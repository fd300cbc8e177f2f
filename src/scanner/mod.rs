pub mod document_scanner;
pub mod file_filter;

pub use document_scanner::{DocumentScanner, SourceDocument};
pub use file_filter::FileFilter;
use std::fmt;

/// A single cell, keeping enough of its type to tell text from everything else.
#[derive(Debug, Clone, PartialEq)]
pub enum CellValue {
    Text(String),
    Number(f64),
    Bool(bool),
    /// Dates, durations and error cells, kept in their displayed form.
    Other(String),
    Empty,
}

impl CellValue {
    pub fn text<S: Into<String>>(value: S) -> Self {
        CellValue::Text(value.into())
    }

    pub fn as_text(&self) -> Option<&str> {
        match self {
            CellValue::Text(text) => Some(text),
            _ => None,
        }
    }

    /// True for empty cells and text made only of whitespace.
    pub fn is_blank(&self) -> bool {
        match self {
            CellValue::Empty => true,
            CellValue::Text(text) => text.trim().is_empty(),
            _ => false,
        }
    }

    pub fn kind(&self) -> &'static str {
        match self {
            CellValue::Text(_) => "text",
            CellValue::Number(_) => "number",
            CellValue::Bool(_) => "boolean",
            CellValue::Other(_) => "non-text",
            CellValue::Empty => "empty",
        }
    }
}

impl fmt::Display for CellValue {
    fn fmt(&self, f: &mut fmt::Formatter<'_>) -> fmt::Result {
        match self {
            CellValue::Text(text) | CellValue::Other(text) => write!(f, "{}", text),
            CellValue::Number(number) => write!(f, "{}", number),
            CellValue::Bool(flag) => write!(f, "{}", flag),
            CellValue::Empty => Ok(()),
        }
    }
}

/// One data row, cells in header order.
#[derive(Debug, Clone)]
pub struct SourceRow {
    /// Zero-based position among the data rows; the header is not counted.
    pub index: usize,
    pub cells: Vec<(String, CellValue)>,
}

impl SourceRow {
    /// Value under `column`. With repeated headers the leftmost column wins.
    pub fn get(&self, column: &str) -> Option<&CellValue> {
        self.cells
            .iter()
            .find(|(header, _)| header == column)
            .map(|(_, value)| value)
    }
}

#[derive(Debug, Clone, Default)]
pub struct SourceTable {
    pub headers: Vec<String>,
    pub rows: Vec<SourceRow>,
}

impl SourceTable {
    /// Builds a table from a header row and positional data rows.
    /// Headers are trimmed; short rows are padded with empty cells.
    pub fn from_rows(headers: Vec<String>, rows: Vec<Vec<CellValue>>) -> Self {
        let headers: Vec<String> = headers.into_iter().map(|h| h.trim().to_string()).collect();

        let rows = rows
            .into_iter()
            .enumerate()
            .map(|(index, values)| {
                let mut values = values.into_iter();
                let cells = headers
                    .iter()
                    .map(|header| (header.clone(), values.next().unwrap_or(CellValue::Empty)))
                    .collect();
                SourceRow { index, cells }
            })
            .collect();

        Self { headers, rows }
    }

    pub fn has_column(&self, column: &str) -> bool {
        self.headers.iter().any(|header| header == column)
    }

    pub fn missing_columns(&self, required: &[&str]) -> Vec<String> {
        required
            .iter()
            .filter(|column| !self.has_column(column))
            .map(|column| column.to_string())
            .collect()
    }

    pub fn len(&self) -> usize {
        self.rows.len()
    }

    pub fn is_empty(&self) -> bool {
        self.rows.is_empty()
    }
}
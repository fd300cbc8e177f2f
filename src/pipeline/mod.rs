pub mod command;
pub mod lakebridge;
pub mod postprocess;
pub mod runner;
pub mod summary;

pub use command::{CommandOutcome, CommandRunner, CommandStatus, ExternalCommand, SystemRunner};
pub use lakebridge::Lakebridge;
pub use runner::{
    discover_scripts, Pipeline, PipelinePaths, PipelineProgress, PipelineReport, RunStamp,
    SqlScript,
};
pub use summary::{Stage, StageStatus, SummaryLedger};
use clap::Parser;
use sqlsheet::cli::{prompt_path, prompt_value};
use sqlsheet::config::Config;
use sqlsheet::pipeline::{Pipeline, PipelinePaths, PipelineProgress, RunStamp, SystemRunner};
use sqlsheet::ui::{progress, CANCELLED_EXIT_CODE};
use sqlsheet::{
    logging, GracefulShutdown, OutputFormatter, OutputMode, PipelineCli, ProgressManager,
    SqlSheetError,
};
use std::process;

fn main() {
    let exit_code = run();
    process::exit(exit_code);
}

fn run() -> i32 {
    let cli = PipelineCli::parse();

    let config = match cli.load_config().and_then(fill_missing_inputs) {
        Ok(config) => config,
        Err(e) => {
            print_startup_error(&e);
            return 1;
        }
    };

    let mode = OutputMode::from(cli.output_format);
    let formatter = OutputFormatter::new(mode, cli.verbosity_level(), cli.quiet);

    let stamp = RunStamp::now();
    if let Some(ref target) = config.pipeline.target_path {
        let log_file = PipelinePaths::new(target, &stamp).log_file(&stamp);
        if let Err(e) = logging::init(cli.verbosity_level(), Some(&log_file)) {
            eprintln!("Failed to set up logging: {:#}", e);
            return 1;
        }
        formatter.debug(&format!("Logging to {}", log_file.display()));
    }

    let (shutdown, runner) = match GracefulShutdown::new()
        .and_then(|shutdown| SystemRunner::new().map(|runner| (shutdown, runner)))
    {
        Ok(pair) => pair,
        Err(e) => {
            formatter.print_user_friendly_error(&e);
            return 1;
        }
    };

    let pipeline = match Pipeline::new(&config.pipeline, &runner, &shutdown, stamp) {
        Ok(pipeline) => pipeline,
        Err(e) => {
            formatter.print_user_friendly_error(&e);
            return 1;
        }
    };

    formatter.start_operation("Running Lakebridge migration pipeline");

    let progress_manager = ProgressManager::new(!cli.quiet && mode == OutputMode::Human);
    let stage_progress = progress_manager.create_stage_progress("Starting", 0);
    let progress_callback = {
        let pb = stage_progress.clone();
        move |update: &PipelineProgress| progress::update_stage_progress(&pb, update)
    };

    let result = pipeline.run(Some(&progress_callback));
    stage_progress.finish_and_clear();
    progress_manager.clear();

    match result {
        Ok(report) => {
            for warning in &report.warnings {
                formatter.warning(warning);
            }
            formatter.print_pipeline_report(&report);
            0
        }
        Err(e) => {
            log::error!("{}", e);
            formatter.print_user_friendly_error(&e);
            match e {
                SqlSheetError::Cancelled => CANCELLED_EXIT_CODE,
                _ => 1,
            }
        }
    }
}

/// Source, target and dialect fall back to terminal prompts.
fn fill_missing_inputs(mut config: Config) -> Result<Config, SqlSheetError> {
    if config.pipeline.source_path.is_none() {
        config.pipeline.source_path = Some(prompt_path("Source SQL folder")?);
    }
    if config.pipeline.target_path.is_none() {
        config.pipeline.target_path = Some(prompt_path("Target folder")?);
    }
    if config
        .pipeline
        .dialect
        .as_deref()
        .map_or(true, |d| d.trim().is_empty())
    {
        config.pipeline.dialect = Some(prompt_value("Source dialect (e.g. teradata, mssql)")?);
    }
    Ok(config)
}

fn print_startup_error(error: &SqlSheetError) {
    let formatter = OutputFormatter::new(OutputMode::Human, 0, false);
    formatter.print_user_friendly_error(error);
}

:::

Directions »
Please return the data above exactly as given.

Solution »
repository fd300cbc8e177f2f
filename src/scanner/mod.rs
pub mod document_scanner;
pub mod file_filter;

pub use document_scanner::{DocumentScanner, SourceDocument};
pub use file_filter::FileFilter;
use std::fmt;

/// A single cell, keeping enough of its type to tell text from everything else.
#[derive(Debug, Clone, PartialEq)]
pub enum CellValue {
    Text(String),
    Number(f64),
    Bool(bool),
    /// Dates, durations and error cells, kept in their displayed form.
    Other(String),
    Empty,
}

impl CellValue {
    pub fn text<S: Into<String>>(value: S) -> Self {
        CellValue::Text(value.into())
    }

    pub fn as_text(&self) -> Option<&str> {
        match self {
            CellValue::Text(text) => Some(text),
            _ => None,
        }
    }

    /// True for empty cells and text made only of whitespace.
    pub fn is_blank(&self) -> bool {
        match self {
            CellValue::Empty => true,
            CellValue::Text(text) => text.trim().is_empty(),
            _ => false,
        }
    }

    pub fn kind(&self) -> &'static str {
        match self {
            CellValue::Text(_) => "text",
            CellValue::Number(_) => "number",
            CellValue::Bool(_) => "boolean",
            CellValue::Other(_) => "non-text",
            CellValue::Empty => "empty",
        }
    }
}

impl fmt::Display for CellValue {
    fn fmt(&self, f: &mut fmt::Formatter<'_>) -> fmt::Result {
        match self {
            CellValue::Text(text) | CellValue::Other(text) => write!(f, "{}", text),
            CellValue::Number(number) => write!(f, "{}", number),
            CellValue::Bool(flag) => write!(f, "{}", flag),
            CellValue::Empty => Ok(()),
        }
    }
}

/// One data row, cells in header order.
#[derive(Debug, Clone)]
pub struct SourceRow {
    /// Zero-based position among the data rows; the header is not counted.
    pub index: usize,
    pub cells: Vec<(String, CellValue)>,
}

impl SourceRow {
    /// Value under `column`. With repeated headers the leftmost column wins.
    pub fn get(&self, column: &str) -> Option<&CellValue> {
        self.cells
            .iter()
            .find(|(header, _)| header == column)
            .map(|(_, value)| value)
    }
}

#[derive(Debug, Clone, Default)]
pub struct SourceTable {
    pub headers: Vec<String>,
    pub rows: Vec<SourceRow>,
}

impl SourceTable {
    /// Builds a table from a header row and positional data rows.
    /// Headers are trimmed; short rows are padded with empty cells.
    pub fn from_rows(headers: Vec<String>, rows: Vec<Vec<CellValue>>) -> Self {
        let headers: Vec<String> = headers.into_iter().map(|h| h.trim().to_string()).collect();

        let rows = rows
            .into_iter()
            .enumerate()
            .map(|(index, values)| {
                let mut values = values.into_iter();
                let cells = headers
                    .iter()
                    .map(|header| (header.clone(), values.next().unwrap_or(CellValue::Empty)))
                    .collect();
                SourceRow { index, cells }
            })
            .collect();

        Self { headers, rows }
    }

    pub fn has_column(&self, column: &str) -> bool {
        self.headers.iter().any(|header| header == column)
    }

    pub fn missing_columns(&self, required: &[&str]) -> Vec<String> {
        required
            .iter()
            .filter(|column| !self.has_column(column))
            .map(|column| column.to_string())
            .collect()
    }

    pub fn len(&self) -> usize {
        self.rows.len()
    }

    pub fn is_empty(&self) -> bool {
        self.rows.is_empty()
    }
}
repository fd300cbc8e177f2f
filename src/pipeline/mod.rs
pub mod command;
pub mod lakebridge;
pub mod postprocess;
pub mod runner;
pub mod summary;

pub use command::{CommandOutcome, CommandRunner, CommandStatus, ExternalCommand, SystemRunner};
pub use lakebridge::Lakebridge;
pub use runner::{
    discover_scripts, Pipeline, PipelinePaths, PipelineProgress, PipelineReport, RunStamp,
    SqlScript,
};
pub use summary::{Stage, StageStatus, SummaryLedger};
use clap::Parser;
use sqlsheet::cli::{prompt_path, prompt_value};
use sqlsheet::config::Config;
use sqlsheet::pipeline::{Pipeline, PipelinePaths, PipelineProgress, RunStamp, SystemRunner};
use sqlsheet::ui::{progress, CANCELLED_EXIT_CODE};
use sqlsheet::{
    logging, GracefulShutdown, OutputFormatter, OutputMode, PipelineCli, ProgressManager,
    SqlSheetError,
};
use std::process;

fn main() {
    let exit_code = run();
    process::exit(exit_code);
}

fn run() -> i32 {
    let cli = PipelineCli::parse();

    let config = match cli.load_config().and_then(fill_missing_inputs) {
        Ok(config) => config,
        Err(e) => {
            print_startup_error(&e);
            return 1;
        }
    };

    let mode = OutputMode::from(cli.output_format);
    let formatter = OutputFormatter::new(mode, cli.verbosity_level(), cli.quiet);

    let stamp = RunStamp::now();
    if let Some(ref target) = config.pipeline.target_path {
        let log_file = PipelinePaths::new(target, &stamp).log_file(&stamp);
        if let Err(e) = logging::init(cli.verbosity_level(), Some(&log_file)) {
            eprintln!("Failed to set up logging: {:#}", e);
            return 1;
        }
        formatter.debug(&format!("Logging to {}", log_file.display()));
    }

    let (shutdown, runner) = match GracefulShutdown::new()
        .and_then(|shutdown| SystemRunner::new().map(|runner| (shutdown, runner)))
    {
        Ok(pair) => pair,
        Err(e) => {
            formatter.print_user_friendly_error(&e);
            return 1;
        }
    };

    let pipeline = match Pipeline::new(&config.pipeline, &runner, &shutdown, stamp) {
        Ok(pipeline) => pipeline,
        Err(e) => {
            formatter.print_user_friendly_error(&e);
            return 1;
        }
    };

    formatter.start_operation("Running Lakebridge migration pipeline");

    let progress_manager = ProgressManager::new(!cli.quiet && mode == OutputMode::Human);
    let stage_progress = progress_manager.create_stage_progress("Starting", 0);
    let progress_callback = {
        let pb = stage_progress.clone();
        move |update: &PipelineProgress| progress::update_stage_progress(&pb, update)
    };

    let result = pipeline.run(Some(&progress_callback));
    stage_progress.finish_and_clear();
    progress_manager.clear();

    match result {
        Ok(report) => {
            for warning in &report.warnings {
                formatter.warning(warning);
            }
            formatter.print_pipeline_report(&report);
            0
        }
        Err(e) => {
            log::error!("{}", e);
            formatter.print_user_friendly_error(&e);
            match e {
                SqlSheetError::Cancelled => CANCELLED_EXIT_CODE,
                _ => 1,
            }
        }
    }
}

/// Source, target and dialect fall back to terminal prompts.
fn fill_missing_inputs(mut config: Config) -> Result<Config, SqlSheetError> {
    if config.pipeline.source_path.is_none() {
        config.pipeline.source_path = Some(prompt_path("Source SQL folder")?);
    }
    if config.pipeline.target_path.is_none() {
        config.pipeline.target_path = Some(prompt_path("Target folder")?);
    }
    if config
        .pipeline
        .dialect
        .as_deref()
        .map_or(true, |d| d.trim().is_empty())
    {
        config.pipeline.dialect = Some(prompt_value("Source dialect (e.g. teradata, mssql)")?);
    }
    Ok(config)
}

fn print_startup_error(error: &SqlSheetError) {
    let formatter = OutputFormatter::new(OutputMode::Human, 0, false);
    formatter.print_user_friendly_error(error);
}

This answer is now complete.